Какое непривычное, слишком человеческое толкование Гамлета, не правда ли? Именно в этом — необычность, новаторство постановки Валерия Беляковича. Он переводит трагедию Шекспира на современный психологический уровень, прекрасно понимая, как остро отзовется в душах зрителей именно такой срез истории о принце Датском. И еще здесь очень существенным представляется то, что, по сути, Виктор Авилов с Беляковичем абсолютно солидарен — говоря о том, что он не может принять подобный финал «Гамлета», артист как бы отдает дань собственному романтическому, «приподнятому» восприятию событий, исходя из характера, скорее, Ланцелота, нежели Гамлета. На некоем же глубинном уровне он видит, осознает правоту режиссера.

А как же иначе? Ведь Виктор Авилов жил в то же время, что и его режиссер, что и мы с вами…

Эти размышления Виктора Авилова важны для нас не только с точки зрения спектакля — пытаясь его реконструировать сегодня, мы все равно неизбежно пропустим многие важные моменты. Мысли актера важны для нас еще и в свете его отношения к разного рода мистическим факторам — позже об этом будет сказано в связи с ролью Волан-да в инсценировке романа М. А. Булгакова «Мастер и Маргарита». Но в самой судьбе Виктора Авилова было многое, что заставляет думать о самобытности личности: он ощущал в себе экстрасенсорные способности и действительно умел купировать боль, о чем свидетельствуют многие воспоминания; он явно чувствовал тягу к «иным мирам» — это становится очевидным, если вспомнить такие его работы, как, например, Платон Андреевич в фильме «Господин оформитель» по рассказу Александра Грина «Серый автомобиль» режиссера Олега Тепцова, Воланд в спектакле «Мастер и Маргарита», Парфюмер в одноименном спектакле театра «Арт-Хаус» по роману П. Зюскинда «Парфюмер» (режиссер Вадим Тухватуллин) да даже и граф Монте-Кристо в фильме Георгия Юнгвальда-Хилькевича…
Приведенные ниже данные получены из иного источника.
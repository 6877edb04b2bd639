use tokio::sync::watch;

/// Transmitter side of the shutdown channel.
///
/// Wraps a [`watch::Sender`] of unit values: a send carries no data, it only notifies every
/// subscribed receiver that shutdown was requested.
#[derive(Debug, Clone)]
pub struct ShutdownTx(watch::Sender<()>);

impl ShutdownTx {
    /// Notifies all subscribed receivers.
    ///
    /// Fails when no receiver is alive, which means no worker is left to shut down.
    pub fn shutdown(&self) -> Result<(), watch::error::SendError<()>> {
        self.0.send(())
    }

    /// Creates a new receiver that only observes shutdown requests sent after this call.
    pub fn subscribe(&self) -> ShutdownRx {
        self.0.subscribe()
    }
}

/// Receiver side of the shutdown channel. `changed()` resolves once shutdown is requested.
pub type ShutdownRx = watch::Receiver<()>;

/// Creates a new shutdown channel.
pub fn create_shutdown_channel() -> (ShutdownTx, ShutdownRx) {
    let (tx, rx) = watch::channel(());
    (ShutdownTx(tx), rx)
}
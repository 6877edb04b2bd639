//! Background workers of the sink.

pub mod sink;
use std::fmt;
use std::time::Duration;

use thiserror::Error;

/// Structured classification of a store error, when the driver exposes one.
#[derive(Debug, Clone, Copy, PartialEq, Eq, Hash)]
pub enum StoreErrorCode {
    /// A document with the same primary key already exists.
    DuplicatePrimaryKey,
    /// The document's primary key has an unsupported type.
    InvalidPrimaryKey,
    /// The addressed collection does not exist.
    TableMissing,
    /// The collection to create already exists.
    TableAlreadyExists,
    /// The store could not be reached or the connection was lost.
    ConnectionFailed,
}

/// Error reported by a store driver.
///
/// Either returned directly from a store call, for failures of the call itself, or carried as
/// the representative error of a [`WriteAck`].
#[derive(Debug, Clone, PartialEq, Eq, Error)]
#[error("{message}")]
pub struct StoreError {
    code: Option<StoreErrorCode>,
    message: String,
}

impl StoreError {
    /// Creates an error with a structured code.
    pub fn new(code: StoreErrorCode, message: impl Into<String>) -> Self {
        Self {
            code: Some(code),
            message: message.into(),
        }
    }

    /// Creates an error for drivers that only report message text.
    pub fn message(message: impl Into<String>) -> Self {
        Self {
            code: None,
            message: message.into(),
        }
    }

    pub fn code(&self) -> Option<StoreErrorCode> {
        self.code
    }

    pub fn text(&self) -> &str {
        &self.message
    }
}

/// Behavior of an insert when a document with the same primary key exists.
#[derive(Debug, Clone, Copy, PartialEq, Eq)]
pub enum ConflictPolicy {
    /// Reject the document and report a duplicate primary key error.
    Error,
    /// Fully replace the stored document.
    Replace,
}

impl fmt::Display for ConflictPolicy {
    fn fmt(&self, f: &mut fmt::Formatter<'_>) -> fmt::Result {
        match self {
            ConflictPolicy::Error => f.write_str("error"),
            ConflictPolicy::Replace => f.write_str("replace"),
        }
    }
}

/// Acknowledgment of a write as reported by the store.
///
/// A write call that reached the store always produces an acknowledgment, even when the write
/// itself failed: `errors` counts the rejected documents and `first_error` holds a
/// representative error.
#[derive(Debug, Clone, Default, PartialEq, Eq)]
pub struct WriteAck {
    pub inserted: u64,
    pub replaced: u64,
    pub unchanged: u64,
    pub deleted: u64,
    pub skipped: u64,
    pub errors: u64,
    pub first_error: Option<StoreError>,
    /// Primary keys generated by the store for documents inserted without one.
    pub generated_keys: Vec<String>,
}

impl WriteAck {
    /// Acknowledgment of a single rejected document.
    pub fn rejected(error: StoreError) -> Self {
        Self {
            errors: 1,
            first_error: Some(error),
            ..Default::default()
        }
    }

    pub fn has_errors(&self) -> bool {
        self.errors > 0
    }

    /// Turns an acknowledgment carrying errors into its representative error.
    pub fn into_result(self) -> Result<WriteAck, StoreError> {
        if !self.has_errors() {
            return Ok(self);
        }

        let errors = self.errors;
        Err(self.first_error.unwrap_or_else(|| {
            StoreError::message(format!("{errors} errors reported without a message"))
        }))
    }
}

/// Connection parameters handed to a [`crate::store::StoreConnector`].
#[derive(Debug, Clone, PartialEq, Eq)]
pub struct ConnectOptions {
    /// `host:port` of the store.
    pub address: String,
    /// Maximum number of idle pooled connections.
    pub max_idle_connections: usize,
    /// Time after which an idle pooled connection is closed.
    pub idle_timeout: Duration,
}

#[cfg(test)]
mod tests {
    use super::*;

    #[test]
    fn ack_without_errors_is_ok() {
        let ack = WriteAck {
            inserted: 1,
            ..Default::default()
        };

        assert_eq!(ack.clone().into_result(), Ok(ack));
    }

    #[test]
    fn ack_with_errors_yields_first_error() {
        let error = StoreError::new(StoreErrorCode::TableAlreadyExists, "Table exists");

        assert_eq!(WriteAck::rejected(error.clone()).into_result(), Err(error));
    }

    #[test]
    fn ack_with_errors_but_no_message_is_still_an_error() {
        let ack = WriteAck {
            errors: 2,
            ..Default::default()
        };

        let err = ack.into_result().unwrap_err();
        assert_eq!(err.code(), None);
        assert_eq!(err.text(), "2 errors reported without a message");
    }
}
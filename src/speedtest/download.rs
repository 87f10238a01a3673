use std::sync::Arc;

use futures::StreamExt;
use log::{debug, info};
use reqwest::header::{HeaderMap, HeaderValue, ACCEPT, CONNECTION, USER_AGENT};
use tokio::sync::mpsc;
use url::Url;

use super::sampler::{log_transfer_error, run_pool, TransferProgress, TransferResult};
use super::{SpeedTest, TransferOptions, BROWSER_UA};
use crate::counter::Counter;
use crate::error::Result;
use crate::server::{Server, ServerType};

/// Resolves the download URL, carrying the token as `key` for GlobalSpeed.
pub fn download_url(server: &Server, token: &str) -> Result<Url> {
    let mut url = Url::parse(&server.download_url())?;
    if server.server_type == ServerType::GlobalSpeed {
        url.query_pairs_mut().append_pair("key", token);
    }
    Ok(url)
}

fn download_headers() -> HeaderMap {
    let mut headers = HeaderMap::new();
    headers.insert(USER_AGENT, HeaderValue::from_static(BROWSER_UA));
    headers.insert(ACCEPT, HeaderValue::from_static("*/*"));
    headers.insert(CONNECTION, HeaderValue::from_static("close"));
    headers
}

impl SpeedTest {
    /// Saturates the downlink with `concurrency` parallel GETs for
    /// `duration` and reports the averaged rate.
    pub async fn download(
        &self,
        server: &Server,
        options: &TransferOptions,
        progress: Option<mpsc::Sender<TransferProgress>>,
    ) -> Result<TransferResult> {
        let url = download_url(server, &options.token).map_err(|err| {
            debug!("Failed when creating HTTP request: {}", err);
            err
        })?;
        let headers = download_headers();

        let mut counter = Counter::new();
        counter.set_mebi(options.use_mebi);
        counter.set_use_bytes(options.use_bytes);
        let counter = Arc::new(counter);

        let client = self.client.clone();
        let transfer = || {
            let request = client.get(url.clone()).headers(headers.clone());
            let counter = Arc::clone(&counter);
            async move {
                let response = match request.send().await {
                    Ok(response) => response,
                    Err(err) => {
                        log_transfer_error("Failed when making HTTP request", &err);
                        return false;
                    }
                };

                let mut body = response.bytes_stream();
                while let Some(chunk) = body.next().await {
                    match chunk {
                        Ok(chunk) => counter.add(chunk.len() as u64),
                        Err(err) => {
                            log_transfer_error("Failed when reading HTTP response", &err);
                            break;
                        }
                    }
                }
                true
            }
        };

        let progress = if options.silent { None } else { progress };
        let result = run_pool(
            Arc::clone(&counter),
            options.concurrency,
            options.duration,
            progress,
            transfer,
        )
        .await;

        if !options.silent {
            if options.use_bytes {
                info!(
                    "Download: {} (data used: {})",
                    counter.avg_humanize(),
                    counter.bytes_humanize()
                );
            } else {
                info!(
                    "Download: {:.2} Mbps (data used: {:.2} MB)",
                    result.avg_mbps,
                    counter.mbytes()
                );
            }
        }

        Ok(result)
    }
}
Но эти мысли о Гамлете — еще на пороге, на подступе к названным здесь и неназванным ролям.

Для нас важно то, что роль в шекспировской трагедии придала иной объем личности, заставив Виктора Авилова пристальнее всмотреться в глубины собственной души и обнаружить там нечто, до сей поры самому ему неизвестное, скрытое. А потому роль эта обозначила не только мощный профессиональный бросок «в незнаемое», но и не менее мощный личностный бросок, наставивший артиста на путь познания самого себя.

Конечно, жаль, что уже ни о чем не спросишь, не выстроишь для себя четкую и прямую линию, по которой вела Виктора Авилова судьба, — многое приходится домысливать, кропотливо собирая признания и полупризнания артиста, рассеянные по его немногочисленным интервью, по статьям критиков и театроведов, но главное все-таки — по его ролям. Одной из судьбоносных среди которых стала именно роль принца Гамлета.